Now, FDI in defence sector is allowed up to 74 per cent through automatic route (from
earlier 49percent) for companies seeking new industrial licenses. FDI beyond 74 percent
and up to 100 per cent will be permitted under Government route. For existing FDI
approved holders/defence licensees, infusion of fresh foreign investment up to 49percent
resulting in change in equity/ shareholding pattern can be done by making declaration
within 30 days.
(ii) Insurance Sector: Government issued Press Note 2(2021) dated 14.06.2021 to raise the
permissible FDI limit from 49percent to 74percent in Insurance Companies under the
automatic route and allow foreign ownership and control with safeguards.
(ii) Petroleum & Natural Gas sector: Press Note 3 (2021) dated 29.07.2021 has been issued
to permit foreign investment up to 100percent under the automatic route in cases where the
Government has accorded an ‘in-principle’ approval for strategic disinvestment of a Public
Sector Undertaking (PSU) engaged in the Petroleum and Natural Gas Sector.
(iv) Telecom sector: Press Note 4 (2021) dated 06.10.2021 has been issued to permit foreign
investment up to 100percent under automatic route in Telecom services sector.

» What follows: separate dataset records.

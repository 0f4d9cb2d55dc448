// src/entity_tracker.rs
//
// Persistent per-fighter screen state. A single missed detection must not
// flicker the overlay, so a fighter that drops out of a frame keeps its last
// placement for a bounded grace window before being marked absent.

use crate::compositor::render_size;
use crate::types::{DetectionSet, FighterId, RenderSize, TrackingConfig};
use imageproc::point::Point;
use tracing::{debug, info};

#[derive(Debug, Clone, Copy)]
pub struct EntityState {
    pub visible: bool,
    pub position: Point<i32>,
    pub render_size: RenderSize,
    /// Consecutive frames without a detection.
    pub idle_frames: u32,
    /// Sprite frame index; 0 is the distinguished "no sprite" state.
    /// Advanced by the animator, reset here on disappearance.
    pub anim_index: u32,
}

impl EntityState {
    fn absent() -> Self {
        Self {
            visible: false,
            position: Point::new(0, 0),
            render_size: RenderSize::default(),
            idle_frames: 0,
            anim_index: 0,
        }
    }
}

pub struct EntityTracker {
    config: TrackingConfig,
    /// Major-dimension scale applied to the marker's vertex spacing.
    size_scale: f64,
    /// Native sprite aspect (w/h) per fighter, fixed at load time.
    aspects: [f64; 2],
    states: [EntityState; 2],
}

impl EntityTracker {
    pub fn new(config: TrackingConfig, size_scale: f64, aspects: [f64; 2]) -> Self {
        Self {
            config,
            size_scale,
            aspects,
            states: [EntityState::absent(), EntityState::absent()],
        }
    }

    /// Fold one frame's detections into the persistent state.
    pub fn update(&mut self, detections: &DetectionSet) {
        for id in FighterId::ALL {
            let i = id.index();
            match detections.get(id) {
                Some(marker) => {
                    let state = &mut self.states[i];
                    if !state.visible {
                        info!("👊 {} fighter entered the scene", id.as_str());
                    }
                    state.visible = true;
                    state.position = marker.centroid;
                    state.render_size =
                        render_size(&marker.polygon, self.aspects[i], self.size_scale);
                    state.idle_frames = 0;
                }
                None => {
                    let state = &mut self.states[i];
                    if state.visible {
                        // Keep the stale placement; the compositor re-renders
                        // it until the grace window runs out.
                        state.idle_frames += 1;
                        if state.idle_frames > self.config.disappear_after {
                            state.visible = false;
                            state.anim_index = 0;
                            debug!(
                                "{} fighter absent after {} idle frames",
                                id.as_str(),
                                state.idle_frames
                            );
                        }
                    }
                }
            }
        }
    }

    pub fn state(&self, id: FighterId) -> &EntityState {
        &self.states[id.index()]
    }

    pub(crate) fn state_mut(&mut self, id: FighterId) -> &mut EntityState {
        &mut self.states[id.index()]
    }

    pub fn both_visible(&self) -> bool {
        self.states.iter().all(|s| s.visible)
    }
}

#[cfg(test)]
mod tests {
    use super::*;
    use crate::types::{ClassifiedMarker, ShapeClass};

    fn tracker() -> EntityTracker {
        EntityTracker::new(TrackingConfig::default(), 0.66, [1.0, 1.0])
    }

    fn triangle_at(x: i32, y: i32) -> ClassifiedMarker {
        ClassifiedMarker {
            class: ShapeClass::Triangle,
            centroid: Point::new(x, y),
            polygon: vec![
                Point::new(x - 50, y + 40),
                Point::new(x + 50, y + 40),
                Point::new(x, y - 50),
            ],
        }
    }

    fn square_at(x: i32, y: i32) -> ClassifiedMarker {
        ClassifiedMarker {
            class: ShapeClass::Square,
            centroid: Point::new(x, y),
            polygon: vec![
                Point::new(x - 40, y - 40),
                Point::new(x + 40, y - 40),
                Point::new(x + 40, y + 40),
                Point::new(x - 40, y + 40),
            ],
        }
    }

    fn detections(markers: &[ClassifiedMarker]) -> DetectionSet {
        let mut set = DetectionSet::new();
        for m in markers {
            set.insert(m.clone());
        }
        set
    }

    #[test]
    fn detection_makes_fighter_visible() {
        let mut t = tracker();
        t.update(&detections(&[triangle_at(100, 100)]));

        let state = t.state(FighterId::Red);
        assert!(state.visible);
        assert_eq!(state.position, Point::new(100, 100));
        assert_eq!(state.idle_frames, 0);
        assert!(!t.state(FighterId::Blue).visible);
    }

    #[test]
    fn grace_window_is_exclusive_at_twenty() {
        let mut t = tracker();
        t.update(&detections(&[triangle_at(100, 100)]));
        let empty = DetectionSet::new();

        // 20 misses: still visible, placement unchanged.
        for _ in 0..20 {
            t.update(&empty);
        }
        assert!(t.state(FighterId::Red).visible);
        assert_eq!(t.state(FighterId::Red).position, Point::new(100, 100));
        assert_eq!(t.state(FighterId::Red).idle_frames, 20);

        // 21st miss crosses the threshold.
        t.update(&empty);
        assert!(!t.state(FighterId::Red).visible);
        assert_eq!(t.state(FighterId::Red).anim_index, 0);
    }

    #[test]
    fn redetection_resets_the_miss_counter() {
        let mut t = tracker();
        t.update(&detections(&[triangle_at(100, 100)]));
        let empty = DetectionSet::new();
        for _ in 0..15 {
            t.update(&empty);
        }
        assert_eq!(t.state(FighterId::Red).idle_frames, 15);

        t.update(&detections(&[triangle_at(140, 90)]));
        let state = t.state(FighterId::Red);
        assert_eq!(state.idle_frames, 0);
        assert_eq!(state.position, Point::new(140, 90));
    }

    #[test]
    fn stale_position_survives_a_gap() {
        let mut t = tracker();
        t.update(&detections(&[square_at(200, 150)]));
        let size = t.state(FighterId::Blue).render_size;
        let empty = DetectionSet::new();
        for _ in 0..5 {
            t.update(&empty);
        }

        let state = t.state(FighterId::Blue);
        assert!(state.visible);
        assert_eq!(state.position, Point::new(200, 150));
        assert_eq!(state.render_size, size);
    }

    #[test]
    fn both_visible_needs_both() {
        let mut t = tracker();
        t.update(&detections(&[triangle_at(80, 80)]));
        assert!(!t.both_visible());
        t.update(&detections(&[triangle_at(80, 80), square_at(220, 90)]));
        assert!(t.both_visible());
    }
}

b. Curbing opportunistic acquisitions/takeovers: vide Press Note 3 (2020) dated 17.04.2020,
Government amended the FDI policy according to which an entity of a country, which shares
land border with India or where the beneficial owner of an investment into India is situated in
or is a citizen of any such country, can invest only under the Government route. Further, in the
event of the transfer of ownership of any existing or future FDI in an entity in India, directly or
indirectly, resulting in the beneficial ownership falling within the restriction/purview of the said
policy amendment, such subsequent change in beneficial ownership will also require Govern-
ment approval.
c. Measures to improve transparency and to rationalize processes include amendment of the
Standard Operating Procedure (SOP) to improve ease of processing FDI proposals.
d. ‘FDI Monitoring Cell’ has been formed which follows up with applicant/ investor, to expedite
FDI proposals with a view identify and hurdles if any. An Inter-Ministerial Committee (IMC)
has been constituted under the Chairpersonship of Secretary, Department for Promotion of In-
dustries and Internal Trade to take appropriate decision on delayed proposals and those escalated
by Administrative Ministries/ Departments.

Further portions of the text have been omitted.